Amiga: porque é que deixou de beber?

sábado, 15 de maio de 2021

Aproximações à verdade II

Hilário: «existe algum conhecimento tão certo que nenhum homem razoável possa dele duvidar?»

Amiga: e tens alguma forma de saber isso?

Hilário: nem sei o que é um homem razoável, nem sei o que é conhecimento tão certo, mostra-me um e outro e eu direi se duvido

Amiga: mas sabes, ao menos, o que é duvidar?

Hilário: tenho dúvidas

Amiga: não és um céptico

Hilário: um céptico é alguém que tem que saber muito

Amiga: voltando à tua pergunta inicial, como responderia um céptico?

Hilário: não responderia que sim, mas eu gostava muito de ouvir as razões

Amiga: mas se respondesse que não, também tinha que apresentar fundamentos

Hilário: e se respondesse que não sabia, só por si, isto não é cepticismo

Amiga: haverá alguma forma, método ou demonstração que “obrigue” um céptico a acreditar?

quarta-feira, 12 de maio de 2021

Aproximações à verdade

Hilário: talvez não haja muitas coisas que eu e tu não compreendamos

Amiga: se for assim, poucas coisas haverá que não tenham explicação

Hilário: tudo tem uma razão de ser

Amiga: ou melhor, para tudo temos uma razão de ser

Hilário: excepto o que falta explicar

Amiga: os crimes, as guerras, o holocausto, os deuses, as religiões, a corrupção, as desigualdades…

Hilário: têm uma explicação, são racionais

Amiga: os actos humanos são racionais

Hilário: o amor, a teoria da relatividade, a música, a alegria, a crítica da razão…

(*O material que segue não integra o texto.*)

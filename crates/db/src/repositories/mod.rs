//! Repository layer.
//!
//! Each repository is a zero-sized struct providing async methods over a
//! [`sqlx::PgExecutor`] (pool or transaction).

pub mod agency_repo;
pub mod agency_right_repo;
pub mod assessment_repo;
pub mod convention_repo;
pub mod dashboard_repo;
pub mod discussion_repo;
pub mod establishment_repo;
pub mod notification_repo;
pub mod outbox_repo;
pub mod session_repo;
pub mod user_repo;

pub use agency_repo::AgencyRepo;
pub use agency_right_repo::AgencyRightRepo;
pub use assessment_repo::AssessmentRepo;
pub use convention_repo::ConventionRepo;
pub use dashboard_repo::DashboardRepo;
pub use discussion_repo::DiscussionRepo;
pub use establishment_repo::EstablishmentRepo;
pub use notification_repo::NotificationRepo;
pub use outbox_repo::OutboxRepo;
pub use session_repo::SessionRepo;
pub use user_repo::UserRepo;
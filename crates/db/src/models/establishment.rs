//! Establishment and offer entity models.

use immersion_core::establishment::BusinessContact;
use immersion_core::types::{DbId, Timestamp};
use serde::{Deserialize, Serialize};
use sqlx::types::Json;
use sqlx::FromRow;

/// A row from the `establishments` table.
#[derive(Debug, Clone, FromRow, Serialize)]
pub struct Establishment {
    pub id: DbId,
    pub siret: String,
    pub business_name: String,
    pub business_name_customized: Option<String>,
    pub street_address: String,
    pub postcode: String,
    pub department_code: String,
    pub city: String,
    pub naf_code: Option<String>,
    pub website: Option<String>,
    pub additional_information: Option<String>,
    pub business_contact: Json<BusinessContact>,
    pub max_contacts_per_week: i32,
    pub is_searchable: bool,
    pub created_at: Timestamp,
    pub updated_at: Timestamp,
}

/// A row from the `establishment_offers` table.
#[derive(Debug, Clone, FromRow, Serialize)]
pub struct EstablishmentOffer {
    pub id: DbId,
    pub establishment_id: DbId,
    pub appellation_code: String,
    pub appellation_label: String,
    pub rome_code: String,
    pub created_at: Timestamp,
    pub updated_at: Timestamp,
}

/// An establishment with its offers, as returned by the API.
#[derive(Debug, Clone, Serialize)]
pub struct EstablishmentWithOffers {
    #[serde(flatten)]
    pub establishment: Establishment,
    pub offers: Vec<EstablishmentOffer>,
}

/// One search hit: the establishment and the offer that matched.
///
/// The business contact is left out; candidates go through the contact
/// request flow.
#[derive(Debug, Clone, FromRow, Serialize)]
pub struct SearchResult {
    pub siret: String,
    pub business_name: String,
    pub business_name_customized: Option<String>,
    pub street_address: String,
    pub postcode: String,
    pub department_code: String,
    pub city: String,
    pub naf_code: Option<String>,
    pub website: Option<String>,
    pub additional_information: Option<String>,
    pub contact_mode: String,
    pub appellation_code: String,
    pub appellation_label: String,
    pub rome_code: String,
}

/// Search filters. At least one of `rome` or `appellation_code` is expected.
#[derive(Debug, Clone, Default, Deserialize)]
pub struct SearchFilter {
    pub rome: Option<String>,
    pub appellation_code: Option<String>,
    pub department: Option<String>,
    pub limit: Option<i64>,
}
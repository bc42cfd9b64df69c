//! HTTP-level integration tests for the convention lifecycle: submission,
//! magic-link access, signatures, review and link renewal.

mod common;

use axum::http::StatusCode;
use common::{
    access_token, activate, body_json, convention_form, convention_token, create_active_agency,
    create_agency, create_back_office, create_user, get, get_auth, grant_right, post_json,
    post_json_auth, put_json_auth, sign_all, submit_convention, test_config,
};
use immersion_api::auth::magic_link::{generate_convention_jwt, MagicLinkConfig};
use immersion_core::roles::Role;
use immersion_core::types::DbId;
use immersion_db::models::agency_right::AgencyRightInput;
use immersion_db::repositories::AgencyRightRepo;
use serde_json::{json, Value};
use sqlx::PgPool;

const VALIDATOR: &str = "validator@agence.fr";

async fn outbox_topics(pool: &PgPool) -> Vec<String> {
    sqlx::query_scalar("SELECT topic FROM outbox ORDER BY id")
        .fetch_all(pool)
        .await
        .unwrap()
}

async fn change_status(pool: &PgPool, id: DbId, token: &str, body: Value) -> axum::response::Response {
    let app = common::build_test_app(pool.clone());
    post_json_auth(app, &format!("/api/v1/conventions/{id}/status"), body, token).await
}

// ---------------------------------------------------------------------------
// Submission
// ---------------------------------------------------------------------------

#[sqlx::test(migrations = "../../db/migrations")]
async fn submitted_convention_is_ready_to_sign(pool: PgPool) {
    let agency = create_active_agency(&pool, "Agence de Paris").await;

    let convention = submit_convention(&pool, agency.id).await;

    assert_eq!(convention["status"], "READY_TO_SIGN");
    assert_eq!(convention["signatories"]["beneficiary"]["phone"], "0612345678");
    assert!(convention["signatories"]["beneficiary"]["signed_at"].is_null());
    assert_eq!(outbox_topics(&pool).await, vec!["ConventionSubmitted"]);
}

#[sqlx::test(migrations = "../../db/migrations")]
async fn submission_to_inactive_agency_is_rejected(pool: PgPool) {
    let agency = create_agency(&pool, "Agence en attente", &[], &[VALIDATOR], None).await;

    let app = common::build_test_app(pool.clone());
    let response = post_json(app, "/api/v1/conventions", convention_form(agency.id)).await;

    assert_eq!(response.status(), StatusCode::BAD_REQUEST);
    assert!(outbox_topics(&pool).await.is_empty());
}

#[sqlx::test(migrations = "../../db/migrations")]
async fn invalid_form_is_rejected(pool: PgPool) {
    let agency = create_active_agency(&pool, "Agence de Paris").await;
    let mut form = convention_form(agency.id);
    form["date_end"] = form["date_start"].clone();

    let app = common::build_test_app(pool);
    let response = post_json(app, "/api/v1/conventions", form).await;

    assert_eq!(response.status(), StatusCode::BAD_REQUEST);
    assert_eq!(body_json(response).await["code"], "VALIDATION_ERROR");
}

// ---------------------------------------------------------------------------
// Access
// ---------------------------------------------------------------------------

#[sqlx::test(migrations = "../../db/migrations")]
async fn magic_link_must_match_a_party(pool: PgPool) {
    let agency = create_active_agency(&pool, "Agence de Paris").await;
    let id = submit_convention(&pool, agency.id).await["id"].as_i64().unwrap();
    let uri = format!("/api/v1/conventions/{id}");

    let app = common::build_test_app(pool.clone());
    assert_eq!(get(app, &uri).await.status(), StatusCode::UNAUTHORIZED);

    let app = common::build_test_app(pool.clone());
    let token = convention_token(id, Role::Beneficiary, "jeanne@mail.fr");
    assert_eq!(get_auth(app, &uri, &token).await.status(), StatusCode::OK);

    let app = common::build_test_app(pool.clone());
    let token = convention_token(id, Role::Beneficiary, "someone@else.fr");
    assert_eq!(get_auth(app, &uri, &token).await.status(), StatusCode::FORBIDDEN);

    let app = common::build_test_app(pool);
    let token = convention_token(id + 1, Role::Beneficiary, "jeanne@mail.fr");
    assert_eq!(get_auth(app, &uri, &token).await.status(), StatusCode::FORBIDDEN);
}

#[sqlx::test(migrations = "../../db/migrations")]
async fn connected_user_needs_a_granted_right(pool: PgPool) {
    let agency = create_active_agency(&pool, "Agence de Paris").await;
    let id = submit_convention(&pool, agency.id).await["id"].as_i64().unwrap();
    let uri = format!("/api/v1/conventions/{id}");
    let user = create_user(&pool, "staff@agence.fr", false).await;

    let app = common::build_test_app(pool.clone());
    let response = get_auth(app, &uri, &access_token(&user)).await;
    assert_eq!(response.status(), StatusCode::FORBIDDEN);

    grant_right(&pool, user.id, agency.id, "to-review").await;
    let app = common::build_test_app(pool.clone());
    let response = get_auth(app, &uri, &access_token(&user)).await;
    assert_eq!(response.status(), StatusCode::FORBIDDEN);

    grant_right(&pool, user.id, agency.id, "agency-viewer").await;
    let app = common::build_test_app(pool.clone());
    let response = get_auth(app, &uri, &access_token(&user)).await;
    assert_eq!(response.status(), StatusCode::OK);

    let app = common::build_test_app(pool);
    let response = get_auth(app, "/api/v1/conventions", &access_token(&user)).await;
    assert_eq!(response.status(), StatusCode::OK);
    let json = body_json(response).await;
    assert_eq!(json["data"].as_array().unwrap().len(), 1);
}

#[sqlx::test(migrations = "../../db/migrations")]
async fn pending_right_falls_back_to_referred_agency(pool: PgPool) {
    let referred = create_active_agency(&pool, "Agence référente").await;
    let agency = create_agency(
        &pool,
        "Structure d'accompagnement",
        &["counsellor@structure.fr"],
        &[],
        Some(referred.id),
    )
    .await;
    activate(&pool, agency.id).await;
    let id = submit_convention(&pool, agency.id).await["id"].as_i64().unwrap();

    let user = create_user(&pool, "validator@agence.fr", false).await;
    let mut conn = pool.acquire().await.unwrap();
    AgencyRightRepo::replace_for_user(
        &mut conn,
        user.id,
        &[
            AgencyRightInput {
                agency_id: agency.id,
                role: "to-review".into(),
                is_notified_by_email: false,
            },
            AgencyRightInput {
                agency_id: referred.id,
                role: "validator".into(),
                is_notified_by_email: true,
            },
        ],
    )
    .await
    .unwrap();

    let app = common::build_test_app(pool);
    let response = get_auth(app, &format!("/api/v1/conventions/{id}"), &access_token(&user)).await;
    assert_eq!(response.status(), StatusCode::OK);
}
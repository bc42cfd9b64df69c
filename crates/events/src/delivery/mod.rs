//! Outbound channels: email to parties, SMS for signature requests and the
//! monitoring webhook for operational alerts.

pub mod email;
pub mod sms;
pub mod webhook;
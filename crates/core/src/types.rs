/// All database primary keys are PostgreSQL BIGSERIAL.
pub type DbId = i64;

/// All timestamps are UTC.
pub type Timestamp = chrono::DateTime<chrono::Utc>;

/// Calendar dates (convention start/end, birthdates) carry no time zone.
pub type Date = chrono::NaiveDate;
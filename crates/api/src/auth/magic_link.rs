//! Magic links: tokens granting scoped access without an account.
//!
//! A convention link names the convention, the role of its holder and the
//! SHA-256 of the holder's email. An establishment link names a siret and
//! lets its contact edit the listing. Both are signed with
//! `MAGIC_LINK_SECRET`, distinct from the secret of access tokens.

use immersion_core::roles::Role;
use immersion_core::types::DbId;
use immersion_core::validation::email_hash;
use serde::{Deserialize, Serialize};

use super::env_i64;
use super::token::{self, Expiry, TokenClaims, TokenError, TokenKind};

/// Format version of convention links. Links carrying another version are
/// refused.
pub const MAGIC_LINK_VERSION: i32 = 1;

const DEFAULT_CONVENTION_EXPIRY_DAYS: i64 = 30;
const DEFAULT_ESTABLISHMENT_EXPIRY_DAYS: i64 = 2;

#[derive(Debug, Clone, PartialEq, Eq, Serialize, Deserialize)]
pub struct ConventionClaims {
    pub convention_id: DbId,
    pub role: Role,
    pub email_hash: String,
    pub iat: i64,
    pub exp: i64,
    pub version: i32,
}

impl TokenClaims for ConventionClaims {
    const KIND: TokenKind = TokenKind::Convention;
}

#[derive(Debug, Clone, PartialEq, Eq, Serialize, Deserialize)]
pub struct EstablishmentClaims {
    pub siret: String,
    pub iat: i64,
    pub exp: i64,
}

impl TokenClaims for EstablishmentClaims {
    const KIND: TokenKind = TokenKind::Establishment;
}

#[derive(Debug, Clone)]
pub struct MagicLinkConfig {
    pub secret: String,
    pub convention_expiry_days: i64,
    pub establishment_expiry_days: i64,
}

impl MagicLinkConfig {
    /// | Env Var                           | Required | Default |
    /// |-----------------------------------|----------|---------|
    /// | `MAGIC_LINK_SECRET`               | **yes**  | --      |
    /// | `MAGIC_LINK_EXPIRY_DAYS`          | no       | `30`    |
    /// | `ESTABLISHMENT_LINK_EXPIRY_DAYS`  | no       | `2`     |
    ///
    /// # Panics
    ///
    /// Panics if `MAGIC_LINK_SECRET` is missing or empty, or a lifetime is
    /// not an integer.
    pub fn from_env() -> Self {
        let secret = std::env::var("MAGIC_LINK_SECRET")
            .expect("MAGIC_LINK_SECRET must be set in the environment");
        assert!(!secret.is_empty(), "MAGIC_LINK_SECRET must not be empty");

        Self {
            secret,
            convention_expiry_days: env_i64("MAGIC_LINK_EXPIRY_DAYS", DEFAULT_CONVENTION_EXPIRY_DAYS),
            establishment_expiry_days: env_i64(
                "ESTABLISHMENT_LINK_EXPIRY_DAYS",
                DEFAULT_ESTABLISHMENT_EXPIRY_DAYS,
            ),
        }
    }
}

pub fn generate_convention_jwt(
    convention_id: DbId,
    role: Role,
    email: &str,
    config: &MagicLinkConfig,
) -> Result<String, TokenError> {
    let (iat, exp) = token::validity(chrono::Duration::days(config.convention_expiry_days));
    let claims = ConventionClaims {
        convention_id,
        role,
        email_hash: email_hash(email),
        iat,
        exp,
        version: MAGIC_LINK_VERSION,
    };
    token::sign(&claims, &config.secret)
}

/// Decode a convention link, checking signature, expiry and version.
pub fn validate_convention_jwt(
    token: &str,
    config: &MagicLinkConfig,
) -> Result<ConventionClaims, TokenError> {
    decode_convention(token, config, Expiry::Enforced)
}

/// Decode a convention link whose only acceptable defect is being expired.
/// Used to renew links.
pub fn decode_expired_convention_jwt(
    token: &str,
    config: &MagicLinkConfig,
) -> Result<ConventionClaims, TokenError> {
    decode_convention(token, config, Expiry::Ignored)
}

fn decode_convention(
    token: &str,
    config: &MagicLinkConfig,
    expiry: Expiry,
) -> Result<ConventionClaims, TokenError> {
    let claims: ConventionClaims = token::verify(token, &config.secret, expiry)?;
    if claims.version != MAGIC_LINK_VERSION {
        return Err(TokenError::UnsupportedVersion(claims.version));
    }
    Ok(claims)
}

pub fn generate_establishment_jwt(
    siret: &str,
    config: &MagicLinkConfig,
) -> Result<String, TokenError> {
    let (iat, exp) = token::validity(chrono::Duration::days(config.establishment_expiry_days));
    let claims = EstablishmentClaims {
        siret: siret.to_string(),
        iat,
        exp,
    };
    token::sign(&claims, &config.secret)
}

pub fn validate_establishment_jwt(
    token: &str,
    config: &MagicLinkConfig,
) -> Result<EstablishmentClaims, TokenError> {
    token::verify(token, &config.secret, Expiry::Enforced)
}

/// Frontend URL carrying a magic link, e.g. `{base}/convention/sign?jwt=...`.
pub fn frontend_link(base_url: &str, path: &str, token: &str) -> String {
    format!(
        "{}/{}?jwt={token}",
        base_url.trim_end_matches('/'),
        path.trim_start_matches('/')
    )
}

Amiga: racional é tudo o que os humanos fazem voluntariamente

Hilário: o nosso problema é que muito do que fazem é inaceitável e incorrecto

Amiga: concordo, olhando para a história e para o que acontece à nossa volta.

segunda-feira, 10 de maio de 2021

Então, toma sentido

 O homem é quem dá sentido a tudo e nada senão o homem dá e toma sentido ao humano.

Qualquer ideologia que coloque o homem ao serviço de algo que não tenha o homem como princípio, meio e fim, só pode estar errada e, se tiver força, arrastará a humanidade para o abismo. Nenhuma liberdade ou poder individual, por conseguinte, nem poder de grupo, de partido, igreja, nacional, ou estadual, poderá legitimamente sobrepor-se e sacrificar a liberdade, direitos de exercício e de gozo, de qualquer indivíduo. Nem o dinheiro, nem o lucro, nem o interesse colectivo, nem o interesse de um indivíduo, por mais idolatrado que seja, poderá justificar o sacrifício ou as restrições aos direitos de ninguém.

Só o homem tem dignidade, capacidade e legitimidade para reivindicar e realizar o estatuto de sujeito, activo e passivo, dos significados e dos sentidos.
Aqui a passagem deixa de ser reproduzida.